AYM'den Aziz Yıldırım lehine karar
Anayasa Mahkemesi, Rasim Ozan Kütahyalı'nın şikayeti üzerine hakaret suçundan adli para cezasına çarptırılan Fenerbahçe Spor Kulübü eski başkanı Aziz Yıldırım'ın başvurusunu haklı bularak ifade özgürlüğünün ihlal edildiğine karar verdi.

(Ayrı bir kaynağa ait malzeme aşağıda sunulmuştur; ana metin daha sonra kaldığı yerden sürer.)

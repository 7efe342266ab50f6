//! Session driver.
//!
//! A [`Session`] owns one [`Synchronizer`] and one persistence service.
//! Each intent is applied under a short lock, then its request runs in its
//! own spawned task; the completion is fed back under the lock again. The
//! lock is never held across a network call.
//!
//! Presentation layers read state through a `watch` channel of
//! [`ListSnapshot`]s and get notices through a `broadcast` channel.

use crate::error::Result;
use crate::service::PersistenceService;
use listsync_engine::{
    Completion, Issued, ListSnapshot, Notification, OperationId, Outcome, Synchronizer, Task,
    TaskData, TaskId, UndoAction,
};
use std::sync::Arc;
use tokio::sync::{broadcast, watch, Mutex};
use tokio::task::JoinHandle;
use tracing::debug;

/// Notices buffered per subscriber before the oldest are dropped.
const NOTIFICATION_CAPACITY: usize = 64;

struct Shared<S> {
    service: S,
    sync: Mutex<Synchronizer>,
    view: watch::Sender<ListSnapshot>,
    notifications: broadcast::Sender<Notification>,
    /// Bumped after every confirmed mutation
    revision: watch::Sender<u64>,
    /// Held across a reload's fetch; one reload at a time
    reloading: Mutex<()>,
}

impl<S: PersistenceService> Shared<S> {
    fn publish(&self, sync: &Synchronizer) {
        self.view.send_replace(sync.snapshot());
    }

    async fn settle(&self, op_id: OperationId, outcome: Outcome) -> Result<Completion> {
        let completion = {
            let mut sync = self.sync.lock().await;
            let completion = sync.complete(op_id, outcome)?;
            self.publish(&sync);
            completion
        };

        debug!(op = %op_id, succeeded = completion.succeeded, "operation settled");

        if let Some(notification) = &completion.notification {
            // No subscribers is fine
            let _ = self.notifications.send(notification.clone());
        }
        if completion.refresh {
            self.revision.send_modify(|rev| *rev += 1);
        }

        Ok(completion)
    }
}

/// Handle to an operation whose request is in flight.
///
/// Dropping it does not cancel the operation.
#[derive(Debug)]
pub struct PendingOp {
    op_id: OperationId,
    handle: JoinHandle<Result<Completion>>,
}

impl PendingOp {
    pub fn op_id(&self) -> OperationId {
        self.op_id
    }

    /// Wait until the service answered and the list was reconciled.
    pub async fn settled(self) -> Result<Completion> {
        self.handle.await?
    }
}

/// One user's optimistic to-do list bound to a persistence service.
pub struct Session<S> {
    shared: Arc<Shared<S>>,
}

impl<S> Clone for Session<S> {
    fn clone(&self) -> Self {
        Self {
            shared: Arc::clone(&self.shared),
        }
    }
}

impl<S: PersistenceService + 'static> Session<S> {
    /// Fetch the user's list and start a session on it.
    pub async fn start(service: S) -> Result<Self> {
        let list = service.list().await?;
        debug!(todos = list.len(), "session started");
        Ok(Self::with_list(service, list))
    }

    /// Start a session on an already fetched list.
    pub fn with_list(service: S, list: Vec<Task>) -> Self {
        let sync = Synchronizer::new(list);
        let (view, _) = watch::channel(sync.snapshot());
        let (notifications, _) = broadcast::channel(NOTIFICATION_CAPACITY);
        let (revision, _) = watch::channel(0);

        Self {
            shared: Arc::new(Shared {
                service,
                sync: Mutex::new(sync),
                view,
                notifications,
                revision,
                reloading: Mutex::new(()),
            }),
        }
    }

    pub fn service(&self) -> &S {
        &self.shared.service
    }

    /// Current state of the list.
    pub fn view(&self) -> ListSnapshot {
        self.shared.view.borrow().clone()
    }

    /// Follow the list as it changes.
    pub fn subscribe(&self) -> watch::Receiver<ListSnapshot> {
        self.shared.view.subscribe()
    }

    pub fn notifications(&self) -> broadcast::Receiver<Notification> {
        self.shared.notifications.subscribe()
    }

    /// Revision counter bumped after each confirmed mutation, for caches
    /// that should be refreshed.
    pub fn refreshes(&self) -> watch::Receiver<u64> {
        self.shared.revision.subscribe()
    }

    pub async fn add(&self, draft: TaskData) -> Result<PendingOp> {
        self.issue(|sync| sync.add(draft)).await
    }

    pub async fn edit(&self, id: &TaskId, data: TaskData) -> Result<PendingOp> {
        self.issue(|sync| sync.edit(id, data)).await
    }

    pub async fn toggle_complete(&self, id: &TaskId) -> Result<PendingOp> {
        self.issue(|sync| sync.toggle_complete(id)).await
    }

    /// Apply the undo offered by a completion notice.
    pub async fn undo(&self, action: &UndoAction) -> Result<PendingOp> {
        self.issue(|sync| sync.undo(action)).await
    }

    pub async fn delete(&self, id: &TaskId) -> Result<PendingOp> {
        self.issue(|sync| sync.delete(id)).await
    }

    pub async fn select(&self, id: Option<TaskId>) {
        let mut sync = self.shared.sync.lock().await;
        sync.select(id);
        self.shared.publish(&sync);
    }

    /// Fetch the list again and rebase pending operations on it.
    ///
    /// Operations that settle while the list is being fetched keep their
    /// effect.
    pub async fn reload(&self) -> Result<()> {
        let _reloading = self.shared.reloading.lock().await;
        let mark = self.shared.sync.lock().await.begin_rebase();

        let list = self.shared.service.list().await?;
        debug!(todos = list.len(), "list reloaded");

        let mut sync = self.shared.sync.lock().await;
        sync.rebase(mark, list);
        self.shared.publish(&sync);
        Ok(())
    }

    async fn issue<F>(&self, intent: F) -> Result<PendingOp>
    where
        F: FnOnce(&mut Synchronizer) -> listsync_engine::error::Result<Issued>,
    {
        let Issued { op_id, request } = {
            let mut sync = self.shared.sync.lock().await;
            let issued = intent(&mut *sync);
            // Publish even on error: a rejected delete still clears the selection
            self.shared.publish(&sync);
            issued?
        };

        debug!(op = %op_id, ?request, "operation issued");

        let shared = Arc::clone(&self.shared);
        let handle = tokio::spawn(async move {
            let outcome = shared.service.dispatch(request).await;
            shared.settle(op_id, outcome).await
        });

        Ok(PendingOp { op_id, handle })
    }
}
//! Session lookups for bearer tokens.

use chrono::Utc;
use sqlx::PgPool;

/// Resolve a bearer token to the user it was issued for.
///
/// Unknown and expired tokens resolve to `None`.
pub async fn find_session_user(pool: &PgPool, token: &str) -> Result<Option<String>, sqlx::Error> {
    sqlx::query_scalar("SELECT user_id FROM sessions WHERE token = $1 AND expires_at > $2")
        .bind(token)
        .bind(Utc::now())
        .fetch_optional(pool)
        .await
}
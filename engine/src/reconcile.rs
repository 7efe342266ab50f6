//! Reconciling the pending log with the confirmed baseline.
//!
//! The visible list is never mutated directly. It is rebuilt by folding the
//! pending log over the baseline:
//!
//! 1. Start from a copy of the baseline
//! 2. Apply every pending diff in issue order
//!
//! Rolling back an operation removes its diff from the log; confirming one
//! marks it. Confirmed diffs at the head of the log are then compacted into
//! the baseline. A confirmed diff behind an in-flight one stays where it is,
//! so the fold order never changes and no completion can reorder another
//! operation's effect.

use crate::{PendingMutation, Task};

/// Build the visible list from the baseline and the pending log.
pub fn fold(baseline: &[Task], pending: &[PendingMutation]) -> Vec<Task> {
    let mut visible = baseline.to_vec();
    for entry in pending {
        if let Some(mutation) = &entry.mutation {
            mutation.apply(&mut visible);
        }
    }
    visible
}

/// Move the confirmed prefix of the log into the baseline.
///
/// Returns the compacted entries.
pub fn compact(
    baseline: &mut Vec<Task>,
    pending: &mut Vec<PendingMutation>,
) -> Vec<PendingMutation> {
    let settled = pending.iter().take_while(|p| !p.is_in_flight()).count();
    let compacted: Vec<_> = pending.drain(..settled).collect();

    for entry in &compacted {
        if let Some(mutation) = &entry.mutation {
            mutation.apply(baseline);
        }
    }

    compacted
}
//! Synchronizer - the optimistic list state container.
//!
//! Holds the confirmed baseline, the log of pending mutations and the
//! visible list derived from both. Every user intent is split in two:
//!
//! - an issue step (`add`, `edit`, `toggle_complete`, `delete`, ...) that
//!   validates, applies the speculative diff and returns the [`Request`] to
//!   send;
//! - [`Synchronizer::complete`], called with the service outcome, which
//!   confirms the diff or removes it.
//!
//! The synchronizer does no IO. A driver owns the network calls.

use crate::{
    error::Result, reconcile, validation, Error, Intent, ListSnapshot, Mutation, MutationStatus,
    Notification, OperationId, Outcome, PendingMutation, Request, SessionClock, Task, TaskData,
    TaskId, TaskPatch, UndoAction,
};
use crate::{Ack, Failure};
use serde::{Deserialize, Serialize};
use std::collections::HashMap;

/// Taken with [`Synchronizer::begin_rebase`] before a list is fetched.
#[derive(Debug, Clone, Copy, PartialEq, Eq)]
pub struct RebaseMark(u64);

/// An operation that has been applied speculatively and must be sent.
#[derive(Debug, Clone, PartialEq, Eq, Serialize, Deserialize)]
#[serde(rename_all = "camelCase")]
pub struct Issued {
    pub op_id: OperationId,
    pub request: Request,
}

/// What happened when an operation settled.
#[derive(Debug, Clone, PartialEq, Eq, Serialize, Deserialize)]
#[serde(rename_all = "camelCase")]
pub struct Completion {
    pub op_id: OperationId,
    pub intent: Intent,
    pub succeeded: bool,
    /// Notice for the user, if this outcome warrants one
    pub notification: Option<Notification>,
    /// Draft text of a failed add, handed back so input is not lost
    pub restored_text: Option<String>,
    /// Cached views of the list should be refreshed
    pub refresh: bool,
}

/// The optimistic list synchronizer for one user session.
#[derive(Debug, Clone, Default)]
pub struct Synchronizer {
    clock: SessionClock,
    /// Last confirmed list
    baseline: Vec<Task>,
    /// Speculative diffs in issue order
    pending: Vec<PendingMutation>,
    /// `baseline` with `pending` folded over it
    visible: Vec<Task>,
    selected: Option<TaskId>,
    /// Temp ids of confirmed adds, mapped to their server ids
    aliases: HashMap<u64, String>,
    /// Confirmations so far
    confirmations: u64,
    /// Entries compacted since a rebase mark was taken
    journal: Option<Vec<PendingMutation>>,
}

impl Synchronizer {
    /// Seed a synchronizer with the list fetched at session start.
    pub fn new(baseline: Vec<Task>) -> Self {
        Self {
            visible: baseline.clone(),
            baseline,
            ..Self::default()
        }
    }

    /// Tasks as the user should see them, newest first.
    pub fn visible(&self) -> &[Task] {
        &self.visible
    }

    /// Last confirmed list.
    pub fn baseline(&self) -> &[Task] {
        &self.baseline
    }

    pub fn todos_count(&self) -> usize {
        self.visible.len()
    }

    /// Number of operations not yet folded into the baseline.
    pub fn pending_count(&self) -> usize {
        self.pending.len()
    }

    /// The pending log.
    pub fn pending(&self) -> &[PendingMutation] {
        &self.pending
    }

    /// Look up a visible task. Temp ids of confirmed adds still resolve.
    pub fn get(&self, id: &TaskId) -> Option<&Task> {
        let id = self.resolve(id);
        self.visible.iter().find(|t| t.id == id)
    }

    pub fn selected_id(&self) -> Option<&TaskId> {
        self.selected.as_ref()
    }

    /// The selected task, looked up by id in the current visible list.
    pub fn selected(&self) -> Option<&Task> {
        self.selected.as_ref().and_then(|id| self.get(id))
    }

    pub fn select(&mut self, id: Option<TaskId>) {
        self.selected = id.map(|id| self.resolve(&id));
    }

    /// Copy of the state a presentation layer renders.
    pub fn snapshot(&self) -> ListSnapshot {
        ListSnapshot {
            todos: self.visible.clone(),
            todos_count: self.todos_count(),
            selected_id: self.selected.clone(),
            pending_count: self.pending.len(),
        }
    }

    /// Speculatively prepend a new task.
    pub fn add(&mut self, draft: TaskData) -> Result<Issued> {
        validation::validate(&draft)?;

        let op_id = self.clock.next_operation();
        let task = Task::speculative(self.clock.next_temp_id(), draft.clone());
        Ok(self.push(
            op_id,
            Intent::Add,
            Request::Create(draft),
            Some(Mutation::Add(task)),
        ))
    }

    /// Speculatively replace the fields of a task.
    ///
    /// If the task is not visible, nothing changes locally but the update is
    /// still issued and the service decides.
    pub fn edit(&mut self, id: &TaskId, data: TaskData) -> Result<Issued> {
        validation::validate(&data)?;

        let id = self.resolve(id);
        let server_id = self.server_id(&id)?;
        let mutation = self.visible.iter().any(|t| t.id == id).then(|| Mutation::Edit {
            id: id.clone(),
            patch: TaskPatch::replace(data.clone()),
        });

        let op_id = self.clock.next_operation();
        let request = Request::Update {
            id: server_id,
            data,
        };
        Ok(self.push(op_id, Intent::Edit, request, mutation))
    }

    /// Flip the completion flag of a visible task.
    pub fn toggle_complete(&mut self, id: &TaskId) -> Result<Issued> {
        let current = self
            .get(id)
            .map(|t| t.is_complete)
            .ok_or_else(|| Error::TaskNotFound(id.clone()))?;
        self.set_complete(id, !current)
    }

    /// Set the completion flag of a visible task, leaving its text alone.
    ///
    /// The update carries the text as currently shown, including a pending
    /// edit. Whatever the service stores is written back on success.
    pub fn set_complete(&mut self, id: &TaskId, is_complete: bool) -> Result<Issued> {
        let id = self.resolve(id);
        let server_id = self.server_id(&id)?;
        let current = self
            .get(&id)
            .cloned()
            .ok_or_else(|| Error::TaskNotFound(id.clone()))?;

        let op_id = self.clock.next_operation();
        let intent = Intent::Toggle {
            id: id.clone(),
            is_complete,
            previous: current.is_complete,
        };
        let request = Request::Update {
            id: server_id,
            data: TaskData {
                text: current.text,
                is_complete,
            },
        };
        let mutation = Mutation::Edit {
            id,
            patch: TaskPatch::completion(is_complete),
        };
        Ok(self.push(op_id, intent, request, Some(mutation)))
    }

    /// Reverse a completion change as a fresh operation.
    pub fn undo(&mut self, action: &UndoAction) -> Result<Issued> {
        self.set_complete(&action.id, action.is_complete)
    }

    /// Speculatively remove a task.
    ///
    /// Clears the selection if it points at `id`, whatever happens next.
    pub fn delete(&mut self, id: &TaskId) -> Result<Issued> {
        let id = self.resolve(id);
        if self.selected.as_ref().is_some_and(|s| self.resolve(s) == id) {
            self.selected = None;
        }

        let server_id = self.server_id(&id)?;
        let mutation = self
            .visible
            .iter()
            .any(|t| t.id == id)
            .then(|| Mutation::Delete { id });

        let op_id = self.clock.next_operation();
        let request = Request::Delete { id: server_id };
        Ok(self.push(op_id, Intent::Delete, request, mutation))
    }

    /// Settle an issued operation with the service outcome.
    ///
    /// Success confirms the diff; failure removes exactly that diff from the
    /// log, whatever else is in flight.
    pub fn complete(&mut self, op_id: OperationId, outcome: Outcome) -> Result<Completion> {
        let index = self
            .pending
            .iter()
            .position(|p| p.op_id == op_id && p.is_in_flight())
            .ok_or(Error::UnknownOperation(op_id))?;

        let completion = match outcome {
            Ok(ack) => self.confirm(index, ack),
            Err(failure) => self.roll_back(index, failure),
        };

        let compacted = reconcile::compact(&mut self.baseline, &mut self.pending);
        if let Some(journal) = &mut self.journal {
            journal.extend(compacted);
        }
        self.recompute();

        Ok(completion)
    }

    /// Mark the point a list fetch starts from. Pass the mark to
    /// [`rebase`](Self::rebase) together with the fetched list.
    ///
    /// Only one fetch should be outstanding at a time; a rebase ends every
    /// open mark.
    pub fn begin_rebase(&mut self) -> RebaseMark {
        self.journal.get_or_insert_with(Vec::new);
        RebaseMark(self.confirmations)
    }

    /// Replace the baseline with a list fetched after `mark` was taken.
    ///
    /// Diffs confirmed before the mark are part of the fetched list and are
    /// dropped. Diffs confirmed since, compacted or not, are re-applied to
    /// the new baseline, and in-flight diffs stay on top.
    pub fn rebase(&mut self, mark: RebaseMark, list: Vec<Task>) {
        let since_mark = |entry: &PendingMutation| {
            entry.confirmed_seq().map_or(true, |seq| seq > mark.0)
        };

        self.baseline = list;
        let replay = self.journal.take().unwrap_or_default();
        for mutation in replay
            .into_iter()
            .filter(since_mark)
            .filter_map(|entry| entry.mutation)
        {
            mutation.apply(&mut self.baseline);
        }
        self.pending.retain(since_mark);
        self.recompute();
    }

    fn confirm(&mut self, index: usize, ack: Ack) -> Completion {
        self.confirmations += 1;
        let entry = &mut self.pending[index];
        entry.status = MutationStatus::Confirmed {
            seq: self.confirmations,
        };

        match (&mut entry.mutation, ack.record) {
            (Some(Mutation::Add(task)), Some(record)) => {
                if let (TaskId::Temp(temp), TaskId::Server(server)) = (&task.id, &record.id) {
                    self.aliases.insert(*temp, server.clone());
                    if self.selected.as_ref() == Some(&task.id) {
                        self.selected = Some(record.id.clone());
                    }
                }
                *task = record;
            }
            // The service stored every editable field
            (Some(Mutation::Edit { patch, .. }), record) => {
                if let Request::Update { data, .. } = &entry.request {
                    let stored = record.map_or_else(|| data.clone(), |r| r.data());
                    *patch = TaskPatch::replace(stored);
                }
            }
            _ => {}
        }

        let notification = match &entry.intent {
            Intent::Toggle {
                id,
                is_complete,
                previous,
            } => Some(Notification::completion_changed(
                id.clone(),
                *is_complete,
                *previous,
            )),
            Intent::Delete => Some(Notification::success("Task deleted")),
            _ => None,
        };

        Completion {
            op_id: entry.op_id,
            intent: entry.intent.clone(),
            succeeded: true,
            notification,
            restored_text: None,
            refresh: true,
        }
    }

    fn roll_back(&mut self, index: usize, failure: Failure) -> Completion {
        let entry = self.pending.remove(index);
        let message = failure.message_or(entry.intent.fallback_message());

        let restored_text = match entry.mutation {
            Some(Mutation::Add(task)) => {
                if self.selected.as_ref() == Some(&task.id) {
                    self.selected = None;
                }
                Some(task.text)
            }
            _ => None,
        };

        Completion {
            op_id: entry.op_id,
            intent: entry.intent,
            succeeded: false,
            notification: Some(Notification::warning(message)),
            restored_text,
            refresh: false,
        }
    }

    fn push(
        &mut self,
        op_id: OperationId,
        intent: Intent,
        request: Request,
        mutation: Option<Mutation>,
    ) -> Issued {
        if let Some(mutation) = &mutation {
            mutation.apply(&mut self.visible);
        }
        self.pending.push(PendingMutation::new(
            op_id,
            intent,
            request.clone(),
            mutation,
        ));
        Issued { op_id, request }
    }

    fn recompute(&mut self) {
        self.visible = reconcile::fold(&self.baseline, &self.pending);
    }

    fn resolve(&self, id: &TaskId) -> TaskId {
        match id {
            TaskId::Temp(temp) => match self.aliases.get(temp) {
                Some(server) => TaskId::Server(server.clone()),
                None => id.clone(),
            },
            TaskId::Server(_) => id.clone(),
        }
    }

    fn server_id(&self, id: &TaskId) -> Result<String> {
        match id {
            TaskId::Server(server) => Ok(server.clone()),
            TaskId::Temp(_) => Err(Error::Unconfirmed(id.clone())),
        }
    }
}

Fenerbahçe Spor Kulübü eski başkanı Aziz Yıldırım, Beyaz TV'de yayınlanan programda Rasim Ozan Kütahyalı'nın kendisiyle ilgili bazı yorumları üzerine 18 Nisan 2016 tarihinde, Ülker Stadyumu Fenerbahçe Şükrü Saraçoğlu Spor Kompleksi'nde bir basın açıklaması yaptı. Bu basın açıklamasında sarf edilen ifadeler sebebiyle Kütahyalı, Yıldırım hakkında Cumhuriyet Başsavcılığına şikayette bulundu. Kütahyalı'nın iddiaları üzerine, Cumhuriyet Başsavcılığı Yıldırım'ın sövmek suretiyle hakaret suçunu işlediğini değerlendirip cezalandırılması talebiyle iddianame hazırladı.
ADLİ PARA CEZASI VERİLDİ
Asliye Ceza Mahkemesi, "Geri zekâlı, ahlaksız" ifadelerinin onur, şeref ve saygınlığı rencide edebilecek düzeyde olduğunu, eleştiri düzeyini aştığını değerlendirerek, Yıldırım'ın müştekiye karşı aleni bir ortamda hakaret eylemini gerçekleştirdiğini kabul edip 3 bin 480 TL adli para cezası ile cezalandırılmasına karar verdi. İlk derece mahkemesi kararının istinaf edilmesi üzerine Bölge Adliye Mahkemesi de vicdani kanının kesin, tutarlı ve çelişmeyen verilere dayandırıldığı, eylemin doğru olarak nitelendirildiği ve Kanunda öngörülen suç tipine uyduğu, cezanın kanuni bağlamda uygulandığı gerekçesiyle istinaf başvurusunun reddine kesin olarak karar verdi. Yıldırım da bunun üzerine Anayasa Mahkemesi'ne (AYM) bireysel başvuruda bulundu.
İFADE ÖZGÜRLÜĞÜ İHLALİ
Başvuruyu inceleyen AYM İkinci Bölümü, ifade özgürlüğünün ihlal edildiğine karar verdi. Kararın gerekçesinde şöyle denildi:
Kullanılan dil ve üslup muhatabı rahatsız etmeye elverişli olsa dahi demokratik bir toplumun zorunlu temellerinden olan ve toplumun ilerlemesi ve bireyin özgüveni için gerekli temel şartlardan birini teşkil eden ifade özgürlüğünün sadece kabul gören veya zararsız yahut kayıtsızlık içeren bilgiler ya da fikirler için değil aynı zamanda kırıcı, şok edici veya rahatsız edici olanlar için de geçerli olduğu Anayasa Mahkemesince pek çok kez vurgulanmıştır. Üstelik somut olayda müştekinin konumu gereği başvurucuya cevap verme ve cevabını kamuoyunda geniş kitlelere ulaştırma imkânına sahip olduğu da gözardı edilmiştir. Bu bağlamda müştekinin başlattığı bir tartışmada kendisine yönelik eleştirilere daha fazla tahammül etmesi gerekip gerekmediği değerlendirilmemiştir.